Winners and losers from the 2023 Singapore Grand Prix qualifying

Oliver Harden
Ferrari driver Carlos Sainz celebrates after setting pole position for the 2023 Singapore Grand Prix.

Ferrari driver Carlos Sainz celebrates after setting pole position for the 2023 Singapore Grand Prix.

Carlos Sainz secured his second successive pole position for Ferrari, but the struggles of Red Bull and Max Verstappen were the main story at the end of 2023 Singapore Grand Prix qualifying.

The winner of the last 10 races, Verstappen will start well down the order on Sunday after a disastrous qualifying session as Red Bull’s irresistible 2023 pace mysteriously deserted them at Marina Bay.

Here are the main winners and losers from qualifying…

Winners

Carlos Sainz/Ferrari

Having followed up pole for Ferrari at Monza with another here – in the same car as Singapore specialist Charles Leclerc – these are the greatest days of Carlos Sainz’s Formula 1 career.

The win may have escaped his grasp in Italy two weeks ago, but he came away from that weekend with huge credit – widely praised for the guts, the heart he had shown in the face of what turned out to be an inevitable defeat.

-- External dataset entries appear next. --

use axum::{
    extract::{
        rejection::{PathRejection, QueryRejection},
        Path, Query, State,
    },
    http::StatusCode,
    response::IntoResponse,
    routing::get,
    Json, Router,
};
use futures_util::future::join_all;
use serde::{Deserialize, Serialize};
use std::collections::BTreeMap;
use std::sync::Arc;
use tower_http::trace::TraceLayer;
use tracing::{info, warn};

use crate::balldontlie::{League, SportsApi};
use crate::config::ApiKey;
use crate::error::ServiceError;
use crate::standings::{StandingsEntry, TeamPerformanceResolver};

#[derive(Clone)]
pub struct AppState {
    pub api_key: Option<ApiKey>,
    pub sdk: Arc<dyn SportsApi>,
    pub resolver: TeamPerformanceResolver,
}

/// Build the Axum router.
pub fn router(state: AppState) -> Router {
    Router::new()
        .route("/test-sports", get(test_sports_handler))
        .route("/test-config", get(test_config_handler))
        .route("/team/:team_id/performance", get(team_performance_handler))
        .layer(TraceLayer::new_for_http())
        .with_state(Arc::new(state))
}

/// GET /test-sports
///
/// Lists teams in every league to confirm the key works against each.
async fn test_sports_handler(
    State(state): State<Arc<AppState>>,
) -> Result<Json<BTreeMap<String, String>>, (StatusCode, Json<serde_json::Value>)> {
    let Some(api_key) = state.api_key.as_ref() else {
        return Err((
            StatusCode::INTERNAL_SERVER_ERROR,
            Json(serde_json::json!({ "error": "No API key" })),
        ));
    };

    let probes = League::ALL.iter().map(|league| {
        let sdk = Arc::clone(&state.sdk);
        async move {
            let outcome = match sdk.list_teams(api_key, *league).await {
                Ok(teams) => {
                    info!("{} connectivity ok ({} teams)", league, teams);
                    "Working".to_string()
                }
                Err(e) => {
                    warn!("{} connectivity failed: {}", league, e);
                    format!("Failed: {}", e)
                }
            };
            (league.as_str().to_string(), outcome)
        }
    });

    Ok(Json(join_all(probes).await.into_iter().collect()))
}

#[derive(Debug, Serialize, PartialEq)]
struct ConfigReport {
    api_key_loaded: bool,
    #[serde(skip_serializing_if = "Option::is_none")]
    api_key_length: Option<usize>,
    #[serde(skip_serializing_if = "Option::is_none")]
    api_key_first_6: Option<String>,
    #[serde(skip_serializing_if = "Option::is_none")]
    api_key_last_4: Option<String>,
}

impl ConfigReport {
    fn new(api_key: Option<&ApiKey>) -> Self {
        ConfigReport {
            api_key_loaded: api_key.is_some(),
            api_key_length: api_key.map(ApiKey::len),
            api_key_first_6: api_key.map(|k| k.prefix(6)),
            api_key_last_4: api_key.map(|k| k.suffix(4)),
        }
    }
}

/// GET /test-config
async fn test_config_handler(State(state): State<Arc<AppState>>) -> impl IntoResponse {
    Json(ConfigReport::new(state.api_key.as_ref()))
}

#[derive(Debug, Deserialize)]
struct SeasonQuery {
    season: Option<String>,
}

/// GET /team/:team_id/performance?season=2024
///
/// Extractor rejections are reported through `ServiceError` so every failure
/// carries a JSON `error` body.
async fn team_performance_handler(
    State(state): State<Arc<AppState>>,
    team_id: Result<Path<i64>, PathRejection>,
    query: Result<Query<SeasonQuery>, QueryRejection>,
) -> Result<Json<StandingsEntry>, ServiceError> {
    let Path(team_id) = team_id
        .map_err(|_| ServiceError::CallerInput("Team id must be an integer".into()))?;
    let Query(query) = query.map_err(|rejection| {
        ServiceError::CallerInput(format!("Invalid query string: {}", rejection.body_text()))
    })?;

    state
        .resolver
        .resolve(team_id, query.season.as_deref())
        .await
        .map(Json)
}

The Singapore layout, with its mix of slow, 90-degree corners and straights, is almost ideally suited to the 2023 Ferrari.

And with the old under-the-grandstand Marina section replaced by an additional flat-out blast for this year, providing yet more runway for arguably the most powerful engine in F1 to express itself, it was enough to tip this track decisively in Ferrari’s favour.

Who would have thought that, at a Singapore GP where Ferrari were fastest, it would be Sainz and not Leclerc on pole?

That tells us as much about Carlos – and the confidence at which he is currently operating – as it does about Charles.

George Russell

The last non-Red Bull driver to win a grand prix? George Russell.

Starting from second and with Mercedes invariably stronger in race conditions, is there a chance that he could repeat his Brazil 2022 heroics on Sunday?

After some difficult races, the challenges of the Singapore circuit saw Russell return to his committed, brave best – his final Q3 lap putting Lewis Hamilton, the slowest of the leading group by quite an alarming margin, to shame.

Ferrari have pole and the straight-line speed to make Sainz and Leclerc fearsome in a racing situation, but Russell will fancy his chances from second on the grid.

Expect him to go for any opportunity that presents itself on that opening lap – and to hell with the consequences.

Haas

Haas admitted after Alex Albon’s points finish at Monza that any hope of catching Williams for seventh place in the Constructors’ standings had gone.

Reservations over the VF-23’s race pace remain, but don’t be so sure with Kevin Magnussen and Nico Hulkenberg sixth and ninth on the grid respectively and the team preparing to welcome a Red Bull-inspired B-spec car in Austin next month.

Even if the race itself ultimately comes to nothing, this was a reminder – amid accusations that Haas’s driver lineup is uninspiring, unimaginative, even boring – of what Magnussen and Hulkenberg are capable of with the right machinery.

Both are racing drivers in the purest sense.

Liam Lawson

Sport has a habit of delivering great stories and the one featuring Liam Lawson – the Red Bull junior in just his third appearance knocking Red Bull’s reigning double World Champion out of qualifying – was simply irresistible.

With Lawson making clear his determination to secure a full-time AlphaTauri drive for 2024, the circumstances of his maiden Q3 appearance had the feel of a signature moment.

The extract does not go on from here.